I must admit when I first found out about this proposal, I looked for the date of the article's posting to see if it was the 1st April. Why would you want to do that? However, I soon found that the Hanke-Henry Permanent Calendar was a serious suggestion being offered for the world to adopt. Hanke, an expert in international economics, including monetary policy claimed practical advantages would be "the convenience afforded by birthdays, holidays, anniversaries, etc. falling on the same day of the week every year while economic benefits are even more substantial. The calendar would simplify financial calculations and eliminate the 'rip-off factor.' To determine how much interest accrues for a wide variety of instruments - bonds, mortgages, swaps, forward rate agreements, etc. - day counts are required. The current calendar contains complexities and anomalies that create day count problems. In consequence, a wide range of conventions have evolved in an attempt to simplify interest calculations.

Specifically, discrepancies between the actual/ actual and 30/360 day count conventions occur with all months that do not have exactly 30 days. The best example comes from calculating accrued interest between February 28th and March 1st in a non-leap year. A corporate bond accrues three days of interest, while a government bond accrues interest for only one day. The proposed permanent calendar - with a predictable 91-day quarterly pattern of two months of 30 days and a third month of 31 days - eliminates the need for artificial day count conventions." (See. A sample calendar is also shown).

The actual Earth year is 365.2422 days while this calendar takes up 364 days. Hanke and Henry deal with that extra one and a quarter days by suggesting an extra week added at the end of December every five or six years. Hanke says "We propose a new calendar that preserves the Sabbath, with no exceptions. That calendar is simple, religiously unobjectionable, business-friendly and identical year-to-year. There are, just ...... 364 days in each year. But, every five or six years (specifically, in the years 2015, 2020, 2026, 2032, 2037, 2043, 2048, 2054, 2060, 2065, 2071, 2076, 2082, 2088, 2093, 2099, 2105, ..., which have been chosen mathematically to minimize the new calendar's drift with respect to the seasons), one extra full week (seven days, so that the Sabbath is unaffected) is inserted, at the end of the year. These extra seven days bring the calendar back into full synchrony with the seasons." This insertion of the extra seven days every five or six years may upset the Epiphany purists who will always want it occuring on 6 January at the end of the twelve days of Christmas. These twelve days would have to become the nineteen days of Christmas. We'll need a few more objects to add to the partridges and pear trees won't we!

How would Australians feel if Christmas Day always fell on a Sunday; Australia Day always on a Thursday and Anzac Day always on a Wednesday (as they would)?
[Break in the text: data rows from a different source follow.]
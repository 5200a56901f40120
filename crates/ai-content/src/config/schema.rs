use std::collections::BTreeMap;
use std::path::PathBuf;
use std::time::Duration;

use serde::{Deserialize, Serialize};

use crate::jobs::TrackerSettings;
use crate::pipeline::PipelineSettings;

/// Process-wide settings, usually read from `settings.yaml`.
#[derive(Debug, Clone, PartialEq, Serialize, Deserialize)]
pub struct Settings {
    /// SQLite job database. A leading `~` is the home directory.
    #[serde(default = "default_database_path")]
    pub database_path: String,
    /// Root of default artifact locations.
    #[serde(default = "default_output_dir")]
    pub output_dir: String,
    /// Upper bound for a single provider, merge or upload call.
    #[serde(default = "default_provider_timeout")]
    pub provider_timeout_secs: u64,
    /// Cost per generated job, keyed by provider name.
    #[serde(default)]
    pub unit_costs: BTreeMap<String, f64>,
    #[serde(default)]
    pub defaults: DefaultProviders,
    #[serde(default)]
    pub pipeline: PipelineConfig,
}

fn default_database_path() -> String {
    "~/.ai-content/data/jobs.db".to_string()
}

fn default_output_dir() -> String {
    "output".to_string()
}

fn default_provider_timeout() -> u64 {
    300
}

impl Default for Settings {
    fn default() -> Self {
        Self {
            database_path: default_database_path(),
            output_dir: default_output_dir(),
            provider_timeout_secs: default_provider_timeout(),
            unit_costs: BTreeMap::new(),
            defaults: DefaultProviders::default(),
            pipeline: PipelineConfig::default(),
        }
    }
}

impl Settings {
    pub fn database_path(&self) -> PathBuf {
        expand_home(&self.database_path)
    }

    pub fn output_dir(&self) -> PathBuf {
        expand_home(&self.output_dir)
    }

    pub fn tracker_settings(&self) -> TrackerSettings {
        TrackerSettings {
            provider_timeout: Duration::from_secs(self.provider_timeout_secs),
            output_dir: self.output_dir(),
            unit_costs: self
                .unit_costs
                .iter()
                .map(|(provider, cost)| (provider.trim().to_lowercase(), *cost))
                .collect(),
        }
    }

    pub fn pipeline_settings(&self) -> PipelineSettings {
        PipelineSettings {
            poll_interval: Duration::from_secs(self.pipeline.poll_interval_secs),
            max_wait: Duration::from_secs(self.pipeline.max_wait_secs),
        }
    }
}

/// Provider used per content type when a request names none.
#[derive(Debug, Clone, PartialEq, Eq, Serialize, Deserialize)]
pub struct DefaultProviders {
    #[serde(default = "default_music_provider")]
    pub music_provider: String,
    #[serde(default = "default_image_provider")]
    pub image_provider: String,
    #[serde(default = "default_video_provider")]
    pub video_provider: String,
}

fn default_music_provider() -> String {
    "lyria".to_string()
}

fn default_image_provider() -> String {
    "imagen".to_string()
}

fn default_video_provider() -> String {
    "veo".to_string()
}

impl Default for DefaultProviders {
    fn default() -> Self {
        Self {
            music_provider: default_music_provider(),
            image_provider: default_image_provider(),
            video_provider: default_video_provider(),
        }
    }
}

#[derive(Debug, Clone, PartialEq, Eq, Serialize, Deserialize)]
pub struct PipelineConfig {
    /// Seconds between status checks of an asynchronous stage.
    #[serde(default = "default_poll_interval")]
    pub poll_interval_secs: u64,
    /// Seconds before an asynchronous stage is given up on.
    #[serde(default = "default_max_wait")]
    pub max_wait_secs: u64,
}

fn default_poll_interval() -> u64 {
    10
}

fn default_max_wait() -> u64 {
    600
}

impl Default for PipelineConfig {
    fn default() -> Self {
        Self {
            poll_interval_secs: default_poll_interval(),
            max_wait_secs: default_max_wait(),
        }
    }
}

fn expand_home(path: &str) -> PathBuf {
    match path.strip_prefix("~/") {
        Some(rest) => dirs::home_dir()
            .map(|home| home.join(rest))
            .unwrap_or_else(|| PathBuf::from(path)),
        None => PathBuf::from(path),
    }
}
Maybe it wouldn't be a problem but I suspect that with Australians seeming to want their public holidays always associated with a weekend but not on a weekend, there would be some resistance to the idea. When there is a birth, death or marriage on one of these days, how would the the event be remembered?

The Gregorian calendar started in 1582 and Family Historians seem to have handled it fairly well but what are the implications if the Hanke-Henry Permanent Calendar is adopted?. Generally, we use actual dates and would continue to record them as such but that extra seven days will raise some questions. What do we call those days? What month or year do we record them in - are they actually in December or January; 2011 or 2012 or are they not in any year? Software programmes would also need to be varied but that shouldn't be too difficult.

Hanke-Henry suggested 2012 as the year to start the new calendar as it commences on a Sunday but they have missed the boat with that one. Will it ever be adopted? Naturally, I don't know but given the world has extreme difficulty coming together and agreeing on any topic, I suspect the natural resistance to change will probably prevail and we'll never see it.

1 comment:

  1. Interesting. I wasn't aware of this. But I think your last sentence is correct. I am already resisting it.
    Theresa (Tangled Trees)